Le matin du 18 août, 23 détenus juifs de Montluc, dont au moins 20 de la « baraque aux Juifs », furent extraits « sans bagage » de la prison et conduits dans des camions au camp d’aviation de Bron. Surveillés par des soldats allemands, ils durent reboucher les trous d’obus et déterrer et désamorcer des bombes non éclatées toute la journée. A midi, « on leur donna une portion de soupe claire ». A 18 heures, l’adjudant-chef Brau demanda à 20 soldats de se porter volontaires pour accompagner les détenus. A 18h30, ils chargèrent « les prisonniers sur un camion en les battant à coups de cravaches et de crosses de fusils ». Les prisonniers furent conduits près d’un grand trou de bombe. On les fit mettre en cercle autour de la fosse qu’ils commencèrent à reboucher. Les soldats portaient des bouts de tuyau en fer entourés de caoutchouc. Les détenus furent vraisemblablement battus (assommés peut-être ?) et ils reçurent chacun une balle dans la tête ou dans le corps. Le lendemain, l’adjudant-chef Brau fit recouvrir de terre et de blocs de maçonnerie la fosse dans laquelle gisaient pêle-mêle les corps des victimes.

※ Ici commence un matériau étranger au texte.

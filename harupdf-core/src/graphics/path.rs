use crate::error::{PdfError, Result};
use crate::graphics::Point;

/// Control-point distance for a quarter circle approximated by one cubic.
pub const KAPPA: f32 = 0.552_284_75;

pub(crate) const MAX_DASH_PATTERN: usize = 8;

#[derive(Debug, Clone, Copy, PartialEq, Eq, Default)]
#[repr(u8)]
pub enum LineCap {
    #[default]
    Butt = 0,
    Round = 1,
    ProjectingSquare = 2,
}

#[derive(Debug, Clone, Copy, PartialEq, Eq, Default)]
#[repr(u8)]
pub enum LineJoin {
    #[default]
    Miter = 0,
    Round = 1,
    Bevel = 2,
}

/// Dash pattern and phase (`d` operands).
#[derive(Debug, Clone, PartialEq, Default)]
pub struct DashMode {
    pattern: Vec<f32>,
    phase: u32,
}

impl DashMode {
    /// At most eight elements, none negative and not all zero; the phase
    /// may not exceed the element count. An empty pattern is a solid line
    /// and requires phase 0.
    pub fn new(pattern: &[f32], phase: u32) -> Result<Self> {
        if pattern.len() > MAX_DASH_PATTERN {
            return Err(PdfError::PageOutOfRange(format!(
                "dash pattern has {} elements, at most {MAX_DASH_PATTERN} allowed",
                pattern.len()
            )));
        }
        if phase as usize > pattern.len() {
            return Err(PdfError::PageOutOfRange(format!(
                "dash phase {phase} exceeds pattern length {}",
                pattern.len()
            )));
        }
        if pattern.iter().any(|v| !v.is_finite() || *v < 0.0) {
            return Err(PdfError::PageOutOfRange(
                "dash elements must be non-negative".to_string(),
            ));
        }
        if !pattern.is_empty() && pattern.iter().all(|v| *v == 0.0) {
            return Err(PdfError::PageOutOfRange(
                "dash elements are all zero".to_string(),
            ));
        }

        Ok(Self {
            pattern: pattern.to_vec(),
            phase,
        })
    }

    pub fn solid() -> Self {
        Self::default()
    }

    pub fn pattern(&self) -> &[f32] {
        &self.pattern
    }

    pub fn phase(&self) -> u32 {
        self.phase
    }
}

/// One cubic Bézier segment continuing from the current point.
#[derive(Debug, Clone, Copy, PartialEq)]
pub struct BezierSegment {
    pub c1: Point,
    pub c2: Point,
    pub end: Point,
}

/// Cubic approximation of a circular arc.
///
/// Angles are in degrees, counter-clockwise from 3 o'clock. Requires
/// `ang1 < ang2` and a sweep below 360. Returns the start point and at
/// least one segment, each spanning at most 90 degrees.
pub fn arc_segments(
    x: f32,
    y: f32,
    radius: f32,
    ang1: f32,
    ang2: f32,
) -> Result<(Point, Vec<BezierSegment>)> {
    if radius < 0.0 {
        return Err(PdfError::PageOutOfRange(format!("arc radius {radius}")));
    }
    if !(ang1 < ang2) || ang2 - ang1 >= 360.0 {
        return Err(PdfError::PageOutOfRange(format!(
            "arc angles {ang1}..{ang2}"
        )));
    }

    let point_at = |deg: f32| {
        let rad = deg.to_radians();
        Point::new(x + radius * rad.cos(), y + radius * rad.sin())
    };

    let start = point_at(ang1);
    let mut segments = Vec::new();
    let mut from = ang1;
    while from < ang2 {
        let to = (from + 90.0).min(ang2);
        let (t1, t2) = (from.to_radians(), to.to_radians());
        let k = 4.0 / 3.0 * ((t2 - t1) / 4.0).tan() * radius;

        let p0 = point_at(from);
        let p3 = point_at(to);
        segments.push(BezierSegment {
            c1: Point::new(p0.x - k * t1.sin(), p0.y + k * t1.cos()),
            c2: Point::new(p3.x + k * t2.sin(), p3.y - k * t2.cos()),
            end: p3,
        });
        from = to;
    }

    Ok((start, segments))
}

/// Four quarter curves around `(x, y)`, starting and ending at the leftmost point.
pub fn ellipse_segments(x: f32, y: f32, xr: f32, yr: f32) -> (Point, [BezierSegment; 4]) {
    let kx = xr * KAPPA;
    let ky = yr * KAPPA;
    let seg = |c1: (f32, f32), c2: (f32, f32), end: (f32, f32)| BezierSegment {
        c1: Point::new(c1.0, c1.1),
        c2: Point::new(c2.0, c2.1),
        end: Point::new(end.0, end.1),
    };

    (
        Point::new(x - xr, y),
        [
            seg((x - xr, y + ky), (x - kx, y + yr), (x, y + yr)),
            seg((x + kx, y + yr), (x + xr, y + ky), (x + xr, y)),
            seg((x + xr, y - ky), (x + kx, y - yr), (x, y - yr)),
            seg((x - kx, y - yr), (x - xr, y - ky), (x - xr, y)),
        ],
    )
}

#[cfg(test)]
mod tests {
    use super::*;

    fn close(a: f32, b: f32) -> bool {
        (a - b).abs() < 1e-3
    }

    #[test]
    fn test_line_cap_values() {
        assert_eq!(LineCap::Butt as u8, 0);
        assert_eq!(LineCap::Round as u8, 1);
        assert_eq!(LineCap::ProjectingSquare as u8, 2);
        assert_eq!(LineCap::default(), LineCap::Butt);
    }

    #[test]
    fn test_line_join_values() {
        assert_eq!(LineJoin::Miter as u8, 0);
        assert_eq!(LineJoin::Round as u8, 1);
        assert_eq!(LineJoin::Bevel as u8, 2);
    }

    #[test]
    fn test_dash_validation() {
        let dash = DashMode::new(&[3.0, 7.0], 2).unwrap();
        assert_eq!(dash.pattern(), &[3.0, 7.0]);
        assert_eq!(dash.phase(), 2);

        assert!(DashMode::new(&[], 0).is_ok());
        assert!(DashMode::new(&[1.0; 8], 8).is_ok());
        assert!(DashMode::new(&[1.0; 9], 0).is_err());
        assert!(DashMode::new(&[3.0, 7.0], 3).is_err());
        assert!(DashMode::new(&[], 1).is_err());
        assert!(DashMode::new(&[0.0, 0.0], 0).is_err());
        assert!(DashMode::new(&[-1.0, 2.0], 0).is_err());
    }

    #[test]
    fn test_quarter_arc() {
        let (start, segments) = arc_segments(0.0, 0.0, 100.0, 0.0, 90.0).unwrap();
        assert!(close(start.x, 100.0) && close(start.y, 0.0));
        assert_eq!(segments.len(), 1);

        let seg = segments[0];
        assert!(close(seg.c1.x, 100.0));
        assert!(close(seg.c1.y, 100.0 * KAPPA));
        assert!(close(seg.c2.x, 100.0 * KAPPA));
        assert!(close(seg.c2.y, 100.0));
        assert!(close(seg.end.x, 0.0) && close(seg.end.y, 100.0));
    }

    #[test]
    fn test_arc_splits_into_quarters() {
        let (_, segments) = arc_segments(50.0, 50.0, 10.0, 0.0, 270.0).unwrap();
        assert_eq!(segments.len(), 3);

        let (_, segments) = arc_segments(50.0, 50.0, 10.0, 10.0, 200.0).unwrap();
        assert_eq!(segments.len(), 3);
        let last = segments[2].end;
        let rad = 200f32.to_radians();
        assert!(close(last.x, 50.0 + 10.0 * rad.cos()));
        assert!(close(last.y, 50.0 + 10.0 * rad.sin()));
    }

    #[test]
    fn test_arc_rejects_bad_angles() {
        assert!(arc_segments(0.0, 0.0, 1.0, 90.0, 90.0).is_err());
        assert!(arc_segments(0.0, 0.0, 1.0, 90.0, 10.0).is_err());
        assert!(arc_segments(0.0, 0.0, 1.0, 0.0, 360.0).is_err());
        assert!(arc_segments(0.0, 0.0, 1.0, -45.0, 300.0).is_ok());
    }

    #[test]
    fn test_ellipse_closes_on_start() {
        let (start, segments) = ellipse_segments(100.0, 100.0, 40.0, 20.0);
        assert_eq!(start, Point::new(60.0, 100.0));
        assert_eq!(segments[0].end, Point::new(100.0, 120.0));
        assert_eq!(segments[1].end, Point::new(140.0, 100.0));
        assert_eq!(segments[2].end, Point::new(100.0, 80.0));
        assert_eq!(segments[3].end, start);
    }
}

Le 19 août, le chef de la « baraque aux Juifs », Wladimir Korvin-Piotrowsky, dû remettre « en tas » les bagages des 70 prisonniers juifs de la baraque aux autorités allemandes.

En septembre 1944, cinq charniers furent découverts sur le terrain d’aviation de Bron[1]. » Au total, 109 prisonniers au fort de Montluc (Lyon), dont 72 juifs, furent massacrés par les Allemands sur le terrain d’aviation de Lyon-Bron. Les corps de sept Juifs de Mâcon ou de Saint-Laurent seront retrouvés dans les charniers. Il s’agit de :

Isidor Lion, Maier Kaczka, Maljeck Postbrif, Raymond Buchsbaum, Raymond Krieger, Frédéric Levy, Jean Levy.

Ce qu’oublie de dire Marcel Vitte, c’est que leurs épouses et leurs enfants furent également arrêtés le 14 août et envoyés à la prison Montluc. Ces derniers ne doivent leur survie qu’à la libération de la prison, le 24 août 1944.

Charnier C : 25 victimes

Isidor Lion est né à Munich le 17 janvier 1882. Il est marié à Berthe (1891-1944) et le couple a une fille, Ruth née à Munich (1922-1972). Les Lion vivent boulevard des 9 clefs puis au 140 de la rue Rambuteau à Mâcon depuis 1941 avec Julie (1884, Munich sœur d’Isidor) et Rebecca (née Rosenbaum, sa mère). Ils ont la nationalité française et c’est ainsi qu’ils échappent à la rafle du 26 août 1942.

« Le rapport du médecin légiste indique qu’il fut tué d’une balle dans le dos. Son corps fut décrit comme suit : 1m70, cheveux grisonnants. On trouva sur lui des chaussettes et des mouchoirs portant les initiales « J.L. » et une alliance en or sur laquelle était inscrit « B.F. 26-12-20, CC. ». Il fut d’abord enregistré sous le numéro 56 puis identifié le 9 octobre 1944 par sa fille Ruth Lion, habitant 140 rue Rambuteau à Mâcon. Son acte de décès fut dressé le 9 octobre sur la déclaration de son beau-frère, Robert Landauer, domicilié à Saint-Cyr-au-Mont-d’Or (Rhône). Son corps fut inhumé au cimetière de Lyon – La Mouche (VIIe arr.)[2]. »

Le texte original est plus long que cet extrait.